By: Ken Silverstein
Indeed, Africa may become a harbinger of things to come for the developing world — to skip right over centralized generation and into on site, or distributed power. The goal is to bring electricity to the 500 million people there without it, which is the primary building block when it comes to quality of life and economic progress. The World Bank Group will invest $200 billion globally to 2025 to help developing countries move to a low-carbon future.
“While the market is still small, it has great potential,” says Takehiro Kawahara, lead frontier power analyst at Bloomberg New Energy Finance, in a just-released report. “An immense energy deficit and crumbling infrastructure makes Sub-Saharan Africa fertile ground for solar.”
As of November 2018, the firm says that Africa built 74 megawatts of on site solar power and that it is cheaper than what a centralized, grid-connected system could have provided. Kenya and Ghana have made the most progress. Granted, it is a less than 1% of the worldwide total installed solar capacity. But Bloomberg says that the cost of such projects should continue to fall, from the current 10-14 cents per kilowatt-hour to 5 cents per kW/h.
The lack of financing is a key reason why those solar projects have not rolled out faster. The World Bank has loaned billions of dollars to dozens of projects in Africa. The United States Power Africa initiative, which began in 2013, is providing $7 billion. Most of that is getting used to build transmission lines to deliver power via a centralized system.
The greater focus on electrification has delivered results: The World Bank says that the number of people getting access to electricity is exceeding the population growth, in Sub-Saharan Africa. It also says that more than 700,000 on site solar systems have been installed. At the same time, African governments are striving to hit 1,000 megawatts in all of solar power by 2023, which would deliver electricity to 56 million new users.
“Climate change is an existential threat to the world’s poorest and most vulnerable,” World Bank Group President, Jim Yong Kim said, noting that renewable energy is central to its loan portfolio and its electrification plans.

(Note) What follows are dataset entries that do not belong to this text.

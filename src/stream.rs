//! Stream parameter translation.
//!
//! Two pure mappings, applied once per format/rate negotiation:
//!
//! 1. Bit depth → serial word width bits of the input-configuration register.
//!    16-bit selects the zero pattern; 24-bit and 32-bit share the extended
//!    pattern — the chip has no separate 32-bit mode.
//! 2. Sample rate → (DPLL bandwidth, master mode) register pair:
//!
//! | Rate family | Rates | DPLL | Master mode |
//! |---|---|---|---|
//! | 44.1k low  | 11025, 22050, 44100, 88200      | `0xFA` | `0x02` |
//! | 44.1k high | 176400, 352800                  | `0xFA` | `0x00` |
//! | 48k low    | 8000, 16000, 32000, 48000, 64000 | `0x9A` | `0x02` |
//! | 48k high   | 96000, 192000, 384000           | `0x9A` | `0x00` |
//!
//! The 44.1k family gets a wider DPLL bandwidth to track the higher jitter
//! on its reference clock; the high tiers switch the stop-divider mode to
//! compensate for the frame-rate scaling. A rate outside the table falls
//! back to the 48k low-tier pair — deliberately not an error, the chip is
//! mis-tuned rather than silent. [`ClockTuning::fallback`] makes the outcome
//! visible to callers that want to log it.

/// Sample rates accepted by the stream negotiation surface, ascending.
pub const SUPPORTED_RATES: [u32; 14] = [
    8000, 11025, 16000, 22050, 32000, 44100, 48000, 64000, 88200, 96000, 176400, 192000, 352800,
    384000,
];

/// Serial word width field bits within the input-configuration register.
pub const WIDTH_FIELD_MASK: u8 = 0xC0;
/// Width field pattern for 16-bit samples.
pub const WIDTH_16BIT: u8 = 0x00;
/// Width field pattern shared by 24-bit and 32-bit samples.
pub const WIDTH_EXTENDED: u8 = 0x80;

/// Map a sample bit depth to its width field pattern, or `None` when the
/// depth is unsupported.
#[must_use]
pub const fn serial_width_bits(bit_depth: u8) -> Option<u8> {
    match bit_depth {
        16 => Some(WIDTH_16BIT),
        24 | 32 => Some(WIDTH_EXTENDED),
        _ => None,
    }
}

/// DPLL bandwidth and master-mode values for one sample rate.
#[derive(Debug, Clone, Copy, PartialEq, Eq)]
#[cfg_attr(feature = "defmt", derive(defmt::Format))]
pub struct ClockTuning {
    /// Value for the DPLL bandwidth register.
    pub dpll_bandwidth: u8,
    /// Value for the master mode / stop-divider register.
    pub master_mode: u8,
    /// True when the rate was not in the table and the 48k low-tier default
    /// was substituted.
    pub fallback: bool,
}

impl ClockTuning {
    const fn tier(dpll_bandwidth: u8, master_mode: u8) -> Self {
        Self {
            dpll_bandwidth,
            master_mode,
            fallback: false,
        }
    }

    /// Tuning substituted for rates outside the table.
    pub const FALLBACK: Self = Self {
        dpll_bandwidth: 0x9A,
        master_mode: 0x02,
        fallback: true,
    };

    /// Look up the tuning pair for `rate_hz`.
    #[must_use]
    pub const fn for_rate(rate_hz: u32) -> Self {
        match rate_hz {
            11025 | 22050 | 44100 | 88200 => Self::tier(0xFA, 0x02),
            176_400 | 352_800 => Self::tier(0xFA, 0x00),
            8000 | 16000 | 32000 | 48000 | 64000 => Self::tier(0x9A, 0x02),
            96_000 | 192_000 | 384_000 => Self::tier(0x9A, 0x00),
            _ => Self::FALLBACK,
        }
    }
}

/// Who drives the serial bus clocks.
#[derive(Debug, Clone, Copy, PartialEq, Eq)]
#[cfg_attr(feature = "defmt", derive(defmt::Format))]
pub enum ClockRole {
    /// The device derives its timing from externally supplied clocks.
    /// The only role this chip supports.
    Slave,
    /// The device would generate the bus clocks itself. Rejected.
    Master,
}

/// Serial frame layout.
#[derive(Debug, Clone, Copy, PartialEq, Eq)]
#[cfg_attr(feature = "defmt", derive(defmt::Format))]
pub enum FrameFormat {
    /// Plain I2S. The only layout this chip supports.
    I2s,
    /// Left-justified frames. Rejected.
    LeftJustified,
    /// Right-justified frames. Rejected.
    RightJustified,
}

/// Bit/frame clock polarity.
#[derive(Debug, Clone, Copy, PartialEq, Eq)]
#[cfg_attr(feature = "defmt", derive(defmt::Format))]
pub enum ClockInversion {
    /// Both clocks normal. The only polarity this chip supports.
    Normal,
    /// Bit clock inverted. Rejected.
    BitClockInverted,
    /// Frame clock inverted. Rejected.
    FrameClockInverted,
    /// Both clocks inverted. Rejected.
    BothInverted,
}

/// Negotiated digital-audio-interface format, stored per device instance by
/// [`crate::Es9028q2m::set_fmt`] and consulted at startup.
#[derive(Debug, Clone, Copy, PartialEq, Eq)]
#[cfg_attr(feature = "defmt", derive(defmt::Format))]
pub struct DaiFormat {
    /// Bus timing role.
    pub role: ClockRole,
    /// Frame layout.
    pub frame: FrameFormat,
    /// Clock polarity.
    pub inversion: ClockInversion,
}

/// Negotiated per-stream hardware parameters.
#[derive(Debug, Clone, Copy, PartialEq, Eq)]
#[cfg_attr(feature = "defmt", derive(defmt::Format))]
pub struct StreamParams {
    /// Sample rate in Hz.
    pub sample_rate_hz: u32,
    /// Bits per sample (16, 24, or 32).
    pub bit_depth: u8,
    /// Channel count (this chip is stereo-only).
    pub channels: u8,
}

impl Default for StreamParams {
    fn default() -> Self {
        Self {
            sample_rate_hz: 44_100,
            bit_depth: 16,
            channels: 2,
        }
    }
}

/// Fixed playback capabilities advertised to the host framework for stream
/// negotiation. There is no continuous-rate negotiation beyond the list.
#[derive(Debug, Clone, Copy)]
pub struct PlaybackCapabilities {
    /// Accepted sample rates.
    pub rates: &'static [u32],
    /// Accepted sample widths.
    pub bit_depths: &'static [u8],
    /// Minimum channel count.
    pub channels_min: u8,
    /// Maximum channel count.
    pub channels_max: u8,
}

impl PlaybackCapabilities {
    /// Whether `rate_hz` is in the negotiable rate list.
    #[must_use]
    pub fn supports_rate(&self, rate_hz: u32) -> bool {
        self.rates.contains(&rate_hz)
    }

    /// Whether `bit_depth` is a negotiable sample width.
    #[must_use]
    pub fn supports_bit_depth(&self, bit_depth: u8) -> bool {
        self.bit_depths.contains(&bit_depth)
    }
}

/// Playback capabilities of this chip: stereo only, 16/24/32-bit signed
/// little-endian, the fixed rate list.
pub const PLAYBACK: PlaybackCapabilities = PlaybackCapabilities {
    rates: &SUPPORTED_RATES,
    bit_depths: &[16, 24, 32],
    channels_min: 2,
    channels_max: 2,
};
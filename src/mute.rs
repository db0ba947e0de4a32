//! Mute sequencing around the stream lifecycle.
//!
//! The two channel-mute bits live in the general-settings register, shared
//! with the FIR and IIR filter selects, so both directions of the mute
//! update are read-modify-write. The driver keeps no mute flag in memory —
//! the register itself is the state, and the lifecycle hooks write it
//! unconditionally:
//!
//! | Event | Result |
//! |---|---|
//! | startup, shutdown | muted |
//! | prepare | unmuted |
//! | trigger Stop / Suspend / PausePush | muted |
//! | trigger Start / Resume / PauseRelease | unchanged, no write |
//!
//! [`MuteState`] is the pure model of that table for reasoning and tests.

/// Both channel-mute bits in the general-settings register.
pub const MUTE_MASK: u8 = 0x03;

/// Mute model state.
#[derive(Debug, Clone, Copy, PartialEq, Eq)]
#[cfg_attr(feature = "defmt", derive(defmt::Format))]
pub enum MuteState {
    /// Both channels muted.
    Muted,
    /// Both channels audible.
    Unmuted,
}

/// Stream trigger events delivered by the host framework.
#[derive(Debug, Clone, Copy, PartialEq, Eq)]
#[cfg_attr(feature = "defmt", derive(defmt::Format))]
pub enum Trigger {
    /// Playback starts.
    Start,
    /// Playback stops.
    Stop,
    /// Playback resumes after a suspend.
    Resume,
    /// System suspend.
    Suspend,
    /// User pressed pause.
    PausePush,
    /// User released pause.
    PauseRelease,
}

impl Trigger {
    /// Whether this trigger forces a mute write. The remaining triggers
    /// issue no register write at all — prepare already unmuted the stream.
    #[must_use]
    pub const fn mutes(self) -> bool {
        matches!(self, Self::Stop | Self::Suspend | Self::PausePush)
    }
}

impl MuteState {
    /// State after a stream trigger.
    #[must_use]
    pub const fn after_trigger(self, trigger: Trigger) -> Self {
        if trigger.mutes() {
            Self::Muted
        } else {
            self
        }
    }

    /// State after stream startup or shutdown.
    #[must_use]
    pub const fn after_stream_edge() -> Self {
        Self::Muted
    }

    /// State after the prepare hook ran.
    #[must_use]
    pub const fn after_prepare() -> Self {
        Self::Unmuted
    }
}

#[cfg(test)]
mod tests {
    use super::*;

    #[test]
    fn stop_suspend_and_pause_push_mute() {
        for trigger in [Trigger::Stop, Trigger::Suspend, Trigger::PausePush] {
            assert_eq!(MuteState::Unmuted.after_trigger(trigger), MuteState::Muted);
            assert_eq!(MuteState::Muted.after_trigger(trigger), MuteState::Muted);
        }
    }

    #[test]
    fn start_resume_and_pause_release_leave_state_unchanged() {
        for trigger in [Trigger::Start, Trigger::Resume, Trigger::PauseRelease] {
            assert_eq!(
                MuteState::Unmuted.after_trigger(trigger),
                MuteState::Unmuted
            );
            assert_eq!(MuteState::Muted.after_trigger(trigger), MuteState::Muted);
        }
    }

    #[test]
    fn stream_edges_mute_and_prepare_unmutes() {
        assert_eq!(MuteState::after_stream_edge(), MuteState::Muted);
        assert_eq!(MuteState::after_prepare(), MuteState::Unmuted);
    }
}
//! ES9028Q2M register map.
//!
//! The control port addresses an 8-bit register file through 16-bit register
//! addresses. The addresses below are the vendor-assigned locations for this
//! chip family; they are deliberately kept as named constants so a control
//! binding can never reference a register that is not in this table.
//!
//! # Access policy
//!
//! Every address in the 16-bit space is readable, writable, and volatile.
//! Marking the whole map volatile disables any read cache or write combining
//! a transport layer might otherwise apply — each register access hits the
//! bus. This is an explicit policy for this chip family, not an oversight.
//!
//! # Power-on defaults
//!
//! | Register            | Address | Default |
//! |---------------------|---------|---------|
//! | Input configuration | 21133   | `0x8C`  |
//! | General settings    | 30974   | `0x87`  |
//! | DPLL bandwidth      | 12135   | `0x9A`  |
//! | Master mode         | 22575   | `0x02`  |
//! | Volume left/right   | 11557 / 29772 | `0xFF` (muted) |
//! | THD trims           | (8 registers) | `0x00`  |
//!
//! Both volume registers default to full attenuation, so the chip powers up
//! silent until the host raises the volume and the mute sequencer unmutes.

/// Left-channel volume attenuation (0x00 = 0 dB, 0xFF = −127.5 dB).
pub const REG_VOLUME_LEFT: u16 = 11557;
/// Right-channel volume attenuation (same encoding as [`REG_VOLUME_LEFT`]).
pub const REG_VOLUME_RIGHT: u16 = 29772;
/// General settings: channel mute (bits 1:0), IIR corner (bits 3:2),
/// FIR shape (bits 6:5).
pub const REG_GENERAL_SET: u16 = 30974;
/// Input configuration: source select (bits 1:0), serial word width (bits 7:6).
pub const REG_INPUT_CONFIG: u16 = 21133;
/// DPLL bandwidth for bit-clock jitter tracking.
pub const REG_DPLL: u16 = 12135;
/// Master mode / stop-divider configuration.
pub const REG_MASTER_MODE: u16 = 22575;
/// Chip status (read-only in practice; carries no power-on default).
pub const REG_CHIP_STATUS: u16 = 6201;

/// THD compensation enable (bit 6).
pub const REG_THD_ENABLE: u16 = 42772;
/// THD left/right separate-compensation select (bit 0).
pub const REG_THD_SEPARATE: u16 = 35091;
/// Left channel, 2nd harmonic, fine trim.
pub const REG_THD_L2_FINE: u16 = 13183;
/// Left channel, 2nd harmonic, coarse trim.
pub const REG_THD_L2_COARSE: u16 = 16853;
/// Left channel, 3rd harmonic, fine trim.
pub const REG_THD_L3_FINE: u16 = 1300;
/// Left channel, 3rd harmonic, coarse trim.
pub const REG_THD_L3_COARSE: u16 = 17977;
/// Right channel, 2nd harmonic, fine trim.
pub const REG_THD_R2_FINE: u16 = 22290;
/// Right channel, 2nd harmonic, coarse trim.
pub const REG_THD_R2_COARSE: u16 = 2649;
/// Right channel, 3rd harmonic, fine trim.
pub const REG_THD_R3_FINE: u16 = 38059;
/// Right channel, 3rd harmonic, coarse trim.
pub const REG_THD_R3_COARSE: u16 = 57542;

/// One entry of the power-on default table.
#[derive(Debug, Clone, Copy, PartialEq, Eq)]
#[cfg_attr(feature = "defmt", derive(defmt::Format))]
pub struct RegisterDefault {
    /// 16-bit register address.
    pub address: u16,
    /// Value the register holds after power-on / reset.
    pub value: u8,
}

const fn def(address: u16, value: u8) -> RegisterDefault {
    RegisterDefault { address, value }
}

/// Power-on default values, suitable for seeding a transport-side register
/// cache. Registers not listed here default to `0x00`.
///
/// The entries at 51015, 29577, 18362, 39786, 47915, and 6100 are part of the
/// vendor initialization set and carry no driver-visible function.
pub const REGISTER_DEFAULTS: [RegisterDefault; 22] = [
    def(REG_INPUT_CONFIG, 0x8C),
    def(REG_GENERAL_SET, 0x87),
    def(51015, 0x10),
    def(REG_MASTER_MODE, 0x02),
    def(REG_DPLL, 0x9A),
    def(REG_THD_ENABLE, 0x00),
    def(REG_VOLUME_LEFT, 0xFF),
    def(REG_VOLUME_RIGHT, 0xFF),
    def(REG_THD_L2_FINE, 0x00),
    def(REG_THD_L2_COARSE, 0x00),
    def(REG_THD_L3_FINE, 0x00),
    def(REG_THD_L3_COARSE, 0x00),
    def(29577, 0x00),
    def(18362, 0x00),
    def(39786, 0x00),
    def(47915, 0x00),
    def(6100, 0x00),
    def(REG_THD_R2_FINE, 0x00),
    def(REG_THD_R2_COARSE, 0x00),
    def(REG_THD_R3_FINE, 0x00),
    def(REG_THD_R3_COARSE, 0x00),
    def(REG_THD_SEPARATE, 0x01),
];

/// Whether `address` may be read. True for the whole 16-bit space.
#[must_use]
pub const fn is_readable(_address: u16) -> bool {
    true
}

/// Whether `address` may be written. True for the whole 16-bit space.
#[must_use]
pub const fn is_writable(_address: u16) -> bool {
    true
}

/// Whether `address` must bypass any transport cache. True for the whole
/// 16-bit space — see the module docs for why caching is disabled.
#[must_use]
pub const fn is_volatile(_address: u16) -> bool {
    true
}

/// Look up the power-on default for `address`, if it has a listed one.
#[must_use]
pub fn default_value(address: u16) -> Option<u8> {
    REGISTER_DEFAULTS
        .iter()
        .find(|d| d.address == address)
        .map(|d| d.value)
}
//! Register-level control driver for the ES9028Q2M stereo audio DAC.
//!
//! The chip exposes an 8-bit register file behind 16-bit addresses on an I2C
//! control port. The audio samples themselves travel over a separate serial
//! audio bus (I2S or SPDIF) and never pass through this driver — everything
//! here is control plane: volume, filter selection, mute sequencing, and the
//! per-stream hardware parameters (serial word width, DPLL bandwidth,
//! master-mode divider).
//!
//! # Layers
//!
//! ```text
//! Host audio framework (mixer controls, stream negotiation)
//!         ↓
//! [`Es9028q2m`] driver + [`controls`] bindings (this crate)
//!         ↓
//! [`bus::RegisterBus`] transport (I2C adapter or test mock)
//! ```
//!
//! # Example
//!
//! ```
//! use es9028q2m::{
//!     mock::MockRegisterBus, ClockInversion, ClockRole, DaiFormat, Es9028q2m, FrameFormat,
//!     StreamParams,
//! };
//!
//! let mut dac = Es9028q2m::new(MockRegisterBus::new());
//! dac.set_fmt(DaiFormat {
//!     role: ClockRole::Slave,
//!     frame: FrameFormat::I2s,
//!     inversion: ClockInversion::Normal,
//! })?;
//! dac.startup()?; // muted until the stream is prepared
//! dac.hw_params(StreamParams { sample_rate_hz: 44_100, bit_depth: 24, channels: 2 })?;
//! dac.prepare()?; // unmute, playback may start
//! # Ok::<(), es9028q2m::Error<es9028q2m::mock::MockBusError>>(())
//! ```
//!
//! # Features
//!
//! - `std`: standard library support (host-side testing)
//! - `defmt`: `defmt::Format` derives and the unlisted-sample-rate warning

// ── Lint policy ─────────────────────────────────────────────────────────────
#![deny(clippy::unwrap_used)] // no .unwrap() in production code
#![deny(clippy::expect_used)] // no .expect() in production code
#![deny(clippy::panic)] // no panic!() in production code
#![deny(unused_must_use)]
// ────────────────────────────────────────────────────────────────────────────
#![cfg_attr(not(test), no_std)]
#![warn(missing_docs)]
#![warn(clippy::all)]

pub mod bus;
pub mod controls;
pub mod driver;
pub mod mock;
pub mod mute;
pub mod registers;
pub mod stream;

pub use driver::Es9028q2m;
pub use mute::{MuteState, Trigger};
pub use stream::{
    ClockInversion, ClockRole, ClockTuning, DaiFormat, FrameFormat, StreamParams, PLAYBACK,
    SUPPORTED_RATES,
};

/// Errors surfaced by the control driver.
///
/// Every failure is returned to the caller immediately; the driver performs
/// no retries and no local recovery. A rejected stream parameter leaves the
/// hardware untouched; a rejected control write leaves the previous value in
/// effect.
#[derive(Debug, Clone, Copy, PartialEq, Eq)]
pub enum Error<E> {
    /// Sample width is not 16, 24, or 32 bits, or the requested frame format
    /// / clock polarity is not plain I2S with non-inverted clocks.
    UnsupportedFormat,
    /// The device can only run as the bus-timing slave; a master role was
    /// requested (or no format has been negotiated yet).
    UnsupportedClockRole,
    /// Enum index or range value outside the control's declared domain.
    InvalidControlValue,
    /// Propagated register-bus failure (bus timeout, NACK, …).
    Transport(E),
}

impl<E> From<E> for Error<E> {
    fn from(err: E) -> Self {
        Error::Transport(err)
    }
}

impl<E> core::fmt::Display for Error<E> {
    fn fmt(&self, f: &mut core::fmt::Formatter<'_>) -> core::fmt::Result {
        match self {
            Self::UnsupportedFormat => write!(f, "unsupported sample or frame format"),
            Self::UnsupportedClockRole => write!(f, "only the bus-timing slave role is supported"),
            Self::InvalidControlValue => write!(f, "control value outside its declared domain"),
            Self::Transport(_) => write!(f, "register bus transport error"),
        }
    }
}

#[cfg(feature = "std")]
impl<E: core::fmt::Debug> std::error::Error for Error<E> {}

To be sure, Africa needs to use all of its available resources to meet its energy needs. And to be frank, natural gas is expected to play the biggest role in North Africa, providing 66,000 megawatts by 2022, according to the African Energy Atlas, which equates to 45% of the total mix. Solar will make up 9% while wind will comprise 7%. But renewables will have a greater prominence in Sub-Saharan Africa, with solar making up 12%. Natural gas will still comprise 26%.
By 2050, Africa is expected to grow from 1.1 billion people to 2 billion, with a total economic output of $15 trillion — money to be targeted to infrastructure and specifically energy and transportation. Global businesses see potential, having already invested tens of billions: General Electric, ABB, Alstom, Siemens and Schneider Electric are among the risk takers.
While the United States has been slow in coming, the European Union and China have been flocking there. Still, the U.S. has the $7 billion Power Africa initiative established in 2013 and the African Growth and Opportunity Act of 2000, which has given Africans duty-free access to thousands of U.S. products. It is a non-reciprocal agreement but, it has opened up the continent to American capital and the possibility for closer economic links.
“There are gaps in infrastructure today,” says K.Y. Amoako, founder and president of the African Center for Economic Transformation. “About 30 countries (of the 54 in Africa) have serious issues” with transportation and power generation. “If we can solve this, we add two percentage points to our gross domestic product.”
To get money off the sideline, the World Bank says that political risks coverage and credit enhancements must be attached to investor packages.
For those African countries dedicated to reform, there is a strong predilection that foreign investment would open new doors. While countries need to safeguard their peoples, they must also reward the risk-takers. As Africa continues to make headway, energy markets will open. And on site solar energy could power forward, creating a wealth of opportunity for businesses and investors — progress that would ripple throughout the continent.